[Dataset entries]
────
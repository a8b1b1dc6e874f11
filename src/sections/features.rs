use yew::prelude::*;

use crate::content::{Mockup, FEATURES};
use crate::hooks::idle::use_bar_heights;
use crate::hooks::reveal::{use_reveal, RevealGroup};
use crate::motion::easing::Easing;
use crate::motion::reveal::{Policy, RevealSpec};
use crate::motion::trigger::TriggerPoint;

pub(crate) const HEADING: RevealGroup = RevealGroup::children("features.heading", RevealSpec::rise_small());

pub(crate) const CARDS: RevealGroup = RevealGroup::matching(
    "features.cards",
    ".feature-card",
    RevealSpec::rise_in_view(60.0)
        .duration(0.8)
        .stagger(0.3, 0.0)
        .easing(Easing::Power2Out)
        .trigger(TriggerPoint::ViewportLine(0.7), Policy::Reversible),
);

const CHART_BARS: usize = 8;

fn mockup(kind: Mockup, bars: &[f64]) -> Html {
    match kind {
        Mockup::Dashboard => html! {
            <div class="mockup">
                <div class="mockup-row">
                    <div class="swatch" style="width: 2rem; height: 2rem; border-radius: 50%; background: linear-gradient(90deg, #c084fc, #f472b6);"></div>
                    <div class="card-line" style="flex: 1;">
                        <div class="line" style="width: 75%;"></div>
                        <div class="line faint" style="width: 50%;"></div>
                    </div>
                </div>
                <div class="mockup-grid two">
                    <div class="tile"></div>
                    <div class="tile"></div>
                </div>
            </div>
        },
        Mockup::Analytics => html! {
            <div class="mockup">
                <div class="chart">
                    { for bars.iter().enumerate().map(|(i, height)| html! {
                        <div key={i} class="chart-bar" style={format!("height: {:.0}%;", height)}></div>
                    }) }
                </div>
            </div>
        },
        Mockup::Showcase => html! {
            <div class="mockup">
                <div class="mockup-grid three">
                    { for (0..6).map(|i| html! { <div key={i} class="tile square"></div> }) }
                </div>
            </div>
        },
        Mockup::Sync => html! {
            <div class="mockup">
                { for ["Repository", "Projects", "Skills"].iter().map(|label| html! {
                    <div key={*label} class="sync-row">
                        <span class="sync-dot"></span>
                        <span>{*label}</span>
                        <span class="sync-state">{"synced"}</span>
                    </div>
                }) }
            </div>
        },
        Mockup::Collaboration => html! {
            <div class="mockup">
                <div class="avatars">
                    { for ["#818cf8", "#a78bfa", "#f472b6", "#60a5fa"].iter().map(|color| html! {
                        <div key={*color} class="avatar" style={format!("background: {};", color)}></div>
                    }) }
                </div>
                <div class="line" style="width: 66%; margin-top: 1rem;"></div>
            </div>
        },
        Mockup::Templates => html! {
            <div class="mockup">
                <div class="mockup-grid two">
                    { for ["#fbcfe8", "#fecdd3", "#e9d5ff", "#fde68a"].iter().map(|color| html! {
                        <div key={*color} class="tile" style={format!("background: {};", color)}></div>
                    }) }
                </div>
            </div>
        },
    }
}

#[function_component(Features)]
pub fn features() -> Html {
    let section_ref = use_node_ref();
    let heading_ref = use_node_ref();
    let bars = use_bar_heights(CHART_BARS);

    use_reveal(&heading_ref, HEADING);
    use_reveal(&section_ref, CARDS);

    html! {
        <section ref={section_ref} id="features" class="features">
            <style>
                {r#"
                    .features {
                        padding: 5rem 0;
                        background: #f9fafb;
                    }
                    .feature-grid {
                        display: grid;
                        grid-template-columns: 1fr;
                        gap: 2rem;
                        max-width: 72rem;
                        margin: 0 auto;
                    }
                    .feature-card {
                        position: relative;
                        overflow: hidden;
                        border-radius: 1.5rem;
                        padding: 2rem;
                        box-shadow: 0 10px 15px -3px rgba(0, 0, 0, 0.1);
                        transition: transform 0.3s ease, box-shadow 0.3s ease;
                    }
                    .feature-card:hover {
                        transform: translateY(-8px);
                        box-shadow: 0 25px 50px -12px rgba(0, 0, 0, 0.25);
                    }
                    .feature-decoration {
                        position: absolute;
                        top: -4rem;
                        right: -4rem;
                        width: 10rem;
                        height: 10rem;
                        border-radius: 50%;
                        opacity: 0.6;
                    }
                    .feature-subtitle {
                        position: relative;
                        font-size: 0.75rem;
                        font-weight: 600;
                        letter-spacing: 0.05em;
                        text-transform: uppercase;
                        color: #6b7280;
                    }
                    .feature-card h3 {
                        position: relative;
                        font-size: 1.5rem;
                        font-weight: 700;
                        color: #111827;
                        margin: 0.5rem 0 1rem;
                    }
                    .feature-card p {
                        position: relative;
                        color: #4b5563;
                        margin-bottom: 1.5rem;
                    }
                    .feature-more {
                        position: relative;
                        background: none;
                        border: none;
                        padding: 0;
                        margin-top: 1.5rem;
                        color: #111827;
                        font-weight: 600;
                        cursor: pointer;
                        transition: transform 0.2s ease;
                    }
                    .feature-more:hover {
                        transform: translateX(4px);
                    }
                    .mockup {
                        position: relative;
                        background: #fff;
                        border-radius: 0.75rem;
                        padding: 1rem;
                        box-shadow: 0 4px 6px -1px rgba(0, 0, 0, 0.1);
                    }
                    .mockup-row {
                        display: flex;
                        align-items: center;
                        gap: 0.75rem;
                        margin-bottom: 1rem;
                    }
                    .mockup-grid {
                        display: grid;
                        gap: 0.5rem;
                    }
                    .mockup-grid.two {
                        grid-template-columns: repeat(2, 1fr);
                    }
                    .mockup-grid.three {
                        grid-template-columns: repeat(3, 1fr);
                    }
                    .tile.square {
                        aspect-ratio: 1;
                        height: auto;
                    }
                    .chart {
                        display: flex;
                        align-items: flex-end;
                        gap: 0.375rem;
                        height: 6rem;
                    }
                    .chart-bar {
                        flex: 1;
                        border-radius: 0.25rem 0.25rem 0 0;
                        background: linear-gradient(to top, #3b82f6, #22d3ee);
                    }
                    .sync-row {
                        display: flex;
                        align-items: center;
                        gap: 0.5rem;
                        font-size: 0.875rem;
                        color: #4b5563;
                        padding: 0.25rem 0;
                    }
                    .sync-dot {
                        width: 0.5rem;
                        height: 0.5rem;
                        border-radius: 50%;
                        background: #fb923c;
                    }
                    .sync-state {
                        margin-left: auto;
                        font-size: 0.75rem;
                        color: #16a34a;
                    }
                    .avatars {
                        display: flex;
                    }
                    .avatar {
                        width: 2.5rem;
                        height: 2.5rem;
                        border-radius: 50%;
                        border: 2px solid #fff;
                        margin-left: -0.5rem;
                    }
                    .avatar:first-child {
                        margin-left: 0;
                    }
                    @media (min-width: 768px) {
                        .feature-grid {
                            grid-template-columns: repeat(2, 1fr);
                        }
                    }
                    @media (min-width: 1024px) {
                        .feature-grid {
                            grid-template-columns: repeat(3, 1fr);
                        }
                    }
                "#}
            </style>
            <div class="container">
                <div ref={heading_ref} class="section-heading">
                    <h2>{"Everything You Need to "}<span class="gradient-text">{"Shine"}</span></h2>
                    <p>{"Powerful features designed to help developers present their best work"}</p>
                </div>

                <div class="feature-grid">
                    { for FEATURES.iter().map(|feature| html! {
                        <div key={feature.title} class="feature-card" style={format!("background: {};", feature.card_background)}>
                            <div class="feature-decoration" style={format!("background: {};", feature.decoration)}></div>
                            <span class="feature-subtitle">{feature.subtitle}</span>
                            <h3>{feature.title}</h3>
                            <p>{feature.description}</p>
                            { mockup(feature.mockup, &bars) }
                            <button class="feature-more">{"Learn more →"}</button>
                        </div>
                    }) }
                </div>
            </div>
        </section>
    }
}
────
DIRECTIONS
Which lines of the records above contain the word "three"? Report each one in full.

EXERCISE OUTPUT
                <div class="mockup-grid three">
                    .mockup-grid.three {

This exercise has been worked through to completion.